WORK ITEM
For the entries below, report every line that includes the word "ContractAddresses".

INPUT DATA

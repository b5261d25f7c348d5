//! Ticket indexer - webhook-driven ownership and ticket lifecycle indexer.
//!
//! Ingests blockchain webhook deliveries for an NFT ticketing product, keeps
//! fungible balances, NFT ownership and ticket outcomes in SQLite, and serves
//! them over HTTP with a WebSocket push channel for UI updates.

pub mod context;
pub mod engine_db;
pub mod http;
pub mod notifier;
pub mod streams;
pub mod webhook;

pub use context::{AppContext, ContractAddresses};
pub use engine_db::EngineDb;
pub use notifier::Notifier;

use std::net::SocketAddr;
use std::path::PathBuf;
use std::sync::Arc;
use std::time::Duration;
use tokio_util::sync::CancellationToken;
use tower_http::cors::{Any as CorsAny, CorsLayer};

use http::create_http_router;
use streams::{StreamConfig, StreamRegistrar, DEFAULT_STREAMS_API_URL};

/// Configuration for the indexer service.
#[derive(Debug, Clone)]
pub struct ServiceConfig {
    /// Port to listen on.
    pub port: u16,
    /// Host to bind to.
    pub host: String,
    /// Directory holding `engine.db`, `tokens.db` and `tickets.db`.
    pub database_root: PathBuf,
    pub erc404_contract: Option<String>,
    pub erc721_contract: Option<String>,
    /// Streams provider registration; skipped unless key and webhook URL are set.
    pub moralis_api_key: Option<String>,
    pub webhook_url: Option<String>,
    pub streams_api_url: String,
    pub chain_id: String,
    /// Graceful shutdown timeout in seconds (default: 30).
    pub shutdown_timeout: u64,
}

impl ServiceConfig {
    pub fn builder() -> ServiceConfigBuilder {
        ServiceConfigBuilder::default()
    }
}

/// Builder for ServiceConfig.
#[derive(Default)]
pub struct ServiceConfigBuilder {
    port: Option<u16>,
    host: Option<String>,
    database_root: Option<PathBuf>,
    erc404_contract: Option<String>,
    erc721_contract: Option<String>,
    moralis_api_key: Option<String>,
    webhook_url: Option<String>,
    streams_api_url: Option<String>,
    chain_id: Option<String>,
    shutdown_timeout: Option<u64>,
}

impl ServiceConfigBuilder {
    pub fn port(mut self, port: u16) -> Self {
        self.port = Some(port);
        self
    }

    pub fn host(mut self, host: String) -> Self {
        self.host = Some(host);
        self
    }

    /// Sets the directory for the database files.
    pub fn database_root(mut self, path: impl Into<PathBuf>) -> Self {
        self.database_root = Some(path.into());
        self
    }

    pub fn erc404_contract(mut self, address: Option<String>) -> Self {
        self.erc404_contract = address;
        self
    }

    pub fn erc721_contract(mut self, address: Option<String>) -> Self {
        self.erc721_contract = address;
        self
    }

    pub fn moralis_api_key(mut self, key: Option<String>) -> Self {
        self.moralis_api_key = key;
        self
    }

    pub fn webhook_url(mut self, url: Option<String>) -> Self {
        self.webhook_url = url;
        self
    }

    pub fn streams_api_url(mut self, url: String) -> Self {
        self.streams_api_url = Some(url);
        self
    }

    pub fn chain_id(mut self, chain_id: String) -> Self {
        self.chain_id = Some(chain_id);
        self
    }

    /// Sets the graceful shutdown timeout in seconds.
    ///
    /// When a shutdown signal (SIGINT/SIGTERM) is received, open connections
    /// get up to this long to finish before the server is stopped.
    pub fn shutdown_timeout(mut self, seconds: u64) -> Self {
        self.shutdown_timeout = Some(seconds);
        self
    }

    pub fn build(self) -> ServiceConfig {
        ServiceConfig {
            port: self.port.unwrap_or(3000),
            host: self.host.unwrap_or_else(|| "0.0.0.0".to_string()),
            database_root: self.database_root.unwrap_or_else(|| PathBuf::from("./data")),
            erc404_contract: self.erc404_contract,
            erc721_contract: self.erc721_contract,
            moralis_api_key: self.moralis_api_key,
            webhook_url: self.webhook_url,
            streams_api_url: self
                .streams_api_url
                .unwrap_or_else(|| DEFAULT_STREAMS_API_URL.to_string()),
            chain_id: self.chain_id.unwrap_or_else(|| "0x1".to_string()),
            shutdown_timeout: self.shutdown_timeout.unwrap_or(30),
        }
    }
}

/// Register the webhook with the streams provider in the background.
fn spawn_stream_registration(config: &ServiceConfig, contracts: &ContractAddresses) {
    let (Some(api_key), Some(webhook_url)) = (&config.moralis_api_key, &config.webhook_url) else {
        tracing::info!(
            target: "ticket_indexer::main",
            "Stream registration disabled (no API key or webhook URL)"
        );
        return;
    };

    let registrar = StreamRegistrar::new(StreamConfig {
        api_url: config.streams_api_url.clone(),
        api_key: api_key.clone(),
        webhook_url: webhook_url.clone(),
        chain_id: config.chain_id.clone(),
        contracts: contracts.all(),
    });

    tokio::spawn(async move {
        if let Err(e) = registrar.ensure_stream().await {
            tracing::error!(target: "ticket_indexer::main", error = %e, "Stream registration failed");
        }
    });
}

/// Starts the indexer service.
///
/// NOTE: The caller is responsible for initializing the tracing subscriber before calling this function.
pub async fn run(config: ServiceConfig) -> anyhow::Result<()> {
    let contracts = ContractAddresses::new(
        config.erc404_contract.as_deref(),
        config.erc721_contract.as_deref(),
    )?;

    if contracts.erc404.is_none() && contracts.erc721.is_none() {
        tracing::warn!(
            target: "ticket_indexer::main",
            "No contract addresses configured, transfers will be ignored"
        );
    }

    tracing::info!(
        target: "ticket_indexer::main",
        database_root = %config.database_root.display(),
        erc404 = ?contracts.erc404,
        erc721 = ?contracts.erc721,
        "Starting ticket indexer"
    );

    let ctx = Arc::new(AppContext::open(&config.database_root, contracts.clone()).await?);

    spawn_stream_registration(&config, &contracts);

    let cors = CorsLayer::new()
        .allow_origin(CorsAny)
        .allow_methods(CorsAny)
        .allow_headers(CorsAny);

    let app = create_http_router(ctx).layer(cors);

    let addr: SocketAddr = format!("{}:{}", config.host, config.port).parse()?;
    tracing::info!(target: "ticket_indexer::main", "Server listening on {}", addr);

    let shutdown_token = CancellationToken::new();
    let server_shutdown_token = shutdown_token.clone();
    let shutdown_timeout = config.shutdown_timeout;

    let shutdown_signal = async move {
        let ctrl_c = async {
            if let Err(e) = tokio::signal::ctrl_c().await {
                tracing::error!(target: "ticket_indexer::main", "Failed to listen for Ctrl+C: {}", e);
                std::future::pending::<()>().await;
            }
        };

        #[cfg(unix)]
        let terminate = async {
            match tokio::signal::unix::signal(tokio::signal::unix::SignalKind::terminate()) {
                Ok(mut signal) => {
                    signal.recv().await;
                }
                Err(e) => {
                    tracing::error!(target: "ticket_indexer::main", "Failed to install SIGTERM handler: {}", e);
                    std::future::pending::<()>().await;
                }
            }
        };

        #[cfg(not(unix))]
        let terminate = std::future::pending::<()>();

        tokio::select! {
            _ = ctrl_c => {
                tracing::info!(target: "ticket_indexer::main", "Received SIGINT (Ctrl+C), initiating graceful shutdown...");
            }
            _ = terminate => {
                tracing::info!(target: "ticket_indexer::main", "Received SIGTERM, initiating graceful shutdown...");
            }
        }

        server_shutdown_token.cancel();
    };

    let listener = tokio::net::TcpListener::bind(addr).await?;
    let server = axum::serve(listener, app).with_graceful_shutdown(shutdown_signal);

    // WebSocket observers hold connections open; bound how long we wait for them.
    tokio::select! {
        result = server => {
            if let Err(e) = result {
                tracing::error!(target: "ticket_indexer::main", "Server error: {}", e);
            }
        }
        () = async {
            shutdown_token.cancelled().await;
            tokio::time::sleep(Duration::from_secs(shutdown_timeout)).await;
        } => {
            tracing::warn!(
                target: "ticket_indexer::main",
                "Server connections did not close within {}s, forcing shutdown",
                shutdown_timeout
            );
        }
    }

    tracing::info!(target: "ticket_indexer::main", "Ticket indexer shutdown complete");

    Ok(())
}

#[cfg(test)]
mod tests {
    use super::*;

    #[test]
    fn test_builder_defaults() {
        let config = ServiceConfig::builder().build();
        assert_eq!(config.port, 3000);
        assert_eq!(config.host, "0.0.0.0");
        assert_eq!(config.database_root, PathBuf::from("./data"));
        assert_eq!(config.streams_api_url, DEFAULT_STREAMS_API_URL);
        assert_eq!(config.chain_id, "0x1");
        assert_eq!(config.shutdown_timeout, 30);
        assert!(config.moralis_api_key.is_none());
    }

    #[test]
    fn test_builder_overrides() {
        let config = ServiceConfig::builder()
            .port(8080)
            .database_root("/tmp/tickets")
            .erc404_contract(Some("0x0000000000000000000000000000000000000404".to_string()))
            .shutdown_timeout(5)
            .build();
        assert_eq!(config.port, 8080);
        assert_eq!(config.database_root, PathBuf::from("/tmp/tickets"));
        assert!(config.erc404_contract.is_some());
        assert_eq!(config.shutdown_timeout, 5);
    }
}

EXERCISE ANSWER
pub use context::{AppContext, ContractAddresses};
fn spawn_stream_registration(config: &ServiceConfig, contracts: &ContractAddresses) {
    let contracts = ContractAddresses::new(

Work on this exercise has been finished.